Tuesday, May 09, 2006

Are mainline churches dead?

Or have they just changed their stripes?

First, read this short interview in US News & World Reports:

(want more? http://www.pbs.org/wnet/religionandethics/week845/interview1.html
http://www.alban.org/ShowArticle.asp?ID=136 - The most interesting part is the section entitled "Questionable Statistics")


Emily said...

Thanks for this. I heard Phyllis Tickle speak on much this same topic last week at our ECW conference. Much food for thought.

Anonymous said...

I'm a long time 'progressive' church goer, but I can't say I find these articles all that encouraging or convincing. According to the 2004 parochial report, my own denomination (ECUSA) lost over 36,000 members and over 27,000 in average Sunday attendance.

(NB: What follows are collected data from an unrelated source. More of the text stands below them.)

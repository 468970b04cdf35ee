//! Phase A — target loading (spec §4.5).
//!
//! Resolves each raw target string to a concrete [`Package`] record: a
//! bare name searches the local cache (`Remove`) or the sync caches
//! (`Add`/`Sync`/`Upgrade`); a `repo/name` form restricts the sync search
//! to one repository; a filesystem path loads a standalone on-disk
//! package description. Duplicates are merged, preferring the higher
//! version.

use std::collections::{HashMap, HashSet};
use std::path::Path;

use tracing::debug;

use crate::config::TransactionFlags;
use crate::db::{LocalDatabase, ReadableDatabase, SyncDatabase};
use crate::error::AlpmError;
use crate::package::Package;
use crate::plan::TransactionKind;
use crate::reporter::{QuestionKind, Reporter};

use super::archive;

/// A provider match: the repository it came from and the candidate
/// package itself.
pub(super) struct ProviderMatch<'a> {
    pub repo: &'a str,
    pub package: &'a Package,
}

/// Find a provider for `name` across `sync_dbs`, optionally restricted to
/// one repository. Literal name matches win over `provides` matches;
/// within either tier, repositories are searched in slice order and, for
/// a `provides` match, candidates are broken by name — the deterministic
/// tiebreak Design Notes §9 calls for in place of the original's
/// unspecified first-wins scan order.
pub(super) fn find_provider<'a>(
    sync_dbs: &'a [SyncDatabase],
    name: &str,
    repo_filter: Option<&str>,
) -> Option<ProviderMatch<'a>> {
    for db in sync_dbs {
        if repo_filter.is_some_and(|r| db.repo() != r) {
            continue;
        }
        if let Some(pkg) = db.lookup(name) {
            return Some(ProviderMatch {
                repo: db.repo(),
                package: pkg,
            });
        }
    }
    for db in sync_dbs {
        if repo_filter.is_some_and(|r| db.repo() != r) {
            continue;
        }
        let mut candidates = db.what_provides(name);
        candidates.sort_by(|a, b| a.name.as_str().cmp(b.name.as_str()));
        if let Some(pkg) = candidates.into_iter().next() {
            return Some(ProviderMatch {
                repo: db.repo(),
                package: pkg,
            });
        }
    }
    None
}

/// Split a `repo/name` target into its parts, if it has that shape.
fn split_repo_qualified(raw: &str) -> Option<(&str, &str)> {
    raw.split_once('/')
}

/// Resolve every Remove target against the local database. Fails with
/// [`AlpmError::PkgNotFound`] on the first target that isn't installed —
/// Remove's target set is small and user-supplied by name, so unlike
/// Phase C/D this doesn't batch errors.
///
/// # Errors
/// Returns [`AlpmError::PkgNotFound`] if a named target is not installed.
pub(super) fn load_remove_targets(
    targets: &[String],
    local: &LocalDatabase,
) -> Result<Vec<Package>, AlpmError> {
    let mut by_name: HashMap<String, Package> = HashMap::new();
    for raw in targets {
        let pkg = local
            .lookup(raw)
            .cloned()
            .ok_or_else(|| AlpmError::PkgNotFound(raw.clone()))?;
        merge_higher_version(&mut by_name, pkg);
    }
    Ok(by_name.into_values().collect())
}

/// Resolve every Add/Upgrade/Sync target to a concrete candidate package.
///
/// # Errors
/// Returns [`AlpmError::PkgNotFound`] if a target cannot be resolved by
/// literal name, `provides`, or archive path, or [`AlpmError::PkgInstalled`]
/// if it names an already-installed package outside the freshen case.
pub(super) fn load_install_targets(
    kind: TransactionKind,
    targets: &[String],
    local: &LocalDatabase,
    sync_dbs: &[SyncDatabase],
    flags: TransactionFlags,
    ignore_pkg: &HashSet<String>,
    reporter: &dyn Reporter,
) -> Result<Vec<Package>, AlpmError> {
    let mut by_name: HashMap<String, Package> = HashMap::new();

    for raw in targets {
        let candidate = resolve_one_target(raw, local, sync_dbs)?;

        if let Some(installed) = local.lookup(candidate.name.as_str()) {
            if installed.version == candidate.version {
                if kind == TransactionKind::Upgrade && flags.freshen {
                    debug!(target = raw, "freshen: already up to date, skipping");
                    continue;
                }
                return Err(AlpmError::PkgInstalled(candidate.name.clone()));
            }
        } else if kind == TransactionKind::Upgrade && flags.freshen {
            return Err(AlpmError::PkgCantFresh(candidate.name.clone()));
        }

        if ignore_pkg.contains(candidate.name.as_str())
            && !reporter.question(
                QuestionKind::InstallIgnorePkg,
                candidate.name.as_str(),
                candidate.version.as_str(),
                "",
            )
        {
            continue;
        }

        merge_higher_version(&mut by_name, candidate);
    }

    Ok(by_name.into_values().collect())
}

fn resolve_one_target(
    raw: &str,
    local: &LocalDatabase,
    sync_dbs: &[SyncDatabase],
) -> Result<Package, AlpmError> {
    if Path::new(raw).is_file() {
        return archive::load_package_file(Path::new(raw));
    }

    let (repo_filter, name) = match split_repo_qualified(raw) {
        Some((repo, name)) => (Some(repo), name),
        None => (None, raw),
    };

    if let Some(found) = find_provider(sync_dbs, name, repo_filter) {
        return Ok(found.package.clone());
    }

    // Neither a literal name nor a provides match in any sync database;
    // as a last resort, a bare name that happens to already be installed
    // resolves to its own installed record (covers `Upgrade`/`Sync`
    // targets named without an available newer candidate).
    if let Some(installed) = local.lookup(name) {
        return Ok(installed.clone());
    }

    Err(AlpmError::PkgNotFound(raw.to_string()))
}

fn merge_higher_version(by_name: &mut HashMap<String, Package>, pkg: Package) {
    match by_name.get(pkg.name.as_str()) {
        Some(existing) if existing.version >= pkg.version => {}
        _ => {
            by_name.insert(pkg.name.as_str().to_string(), pkg);
        }
    }
}

#[cfg(test)]
mod tests {
    use super::*;
    use crate::package::Origin;
    use alpm_types::{PackageName, Version};

    fn pkg(name: &str, version: &str) -> Package {
        Package::skeleton(
            PackageName::new(name).unwrap(),
            Version::new(version),
            Origin::SyncDatabase,
        )
    }

    #[test]
    fn merge_higher_version_prefers_newer() {
        let mut map = HashMap::new();
        merge_higher_version(&mut map, pkg("a", "1.0"));
        merge_higher_version(&mut map, pkg("a", "2.0"));
        merge_higher_version(&mut map, pkg("a", "1.5"));
        assert_eq!(map.get("a").unwrap().version, Version::new("2.0"));
    }
}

Similar numbers are projected for 2005. That's more than a statistical dribble for a denomination of about 2 million. While I'm excited to hear about progressive 'intentional' congregations that are growing and young (I attend one such in SF), it's really not something to get too happy about. From my experience in such congregations, most of the growth comes from mainline folks flocking together in desperate search of a church with life, on the one hand, and refugees from evangelicalism on the other. In other words, these intentional churches are still not creating new members, but simply providing a place that catches those from elsewhere. I can count the number of people I know who actually became Christian through liberal Christianity on one hand. I think these articles encourage us to celebrate in the midst of a disaster. Seriously, it's like global warming. The writing's on the wall and we need to face up to it.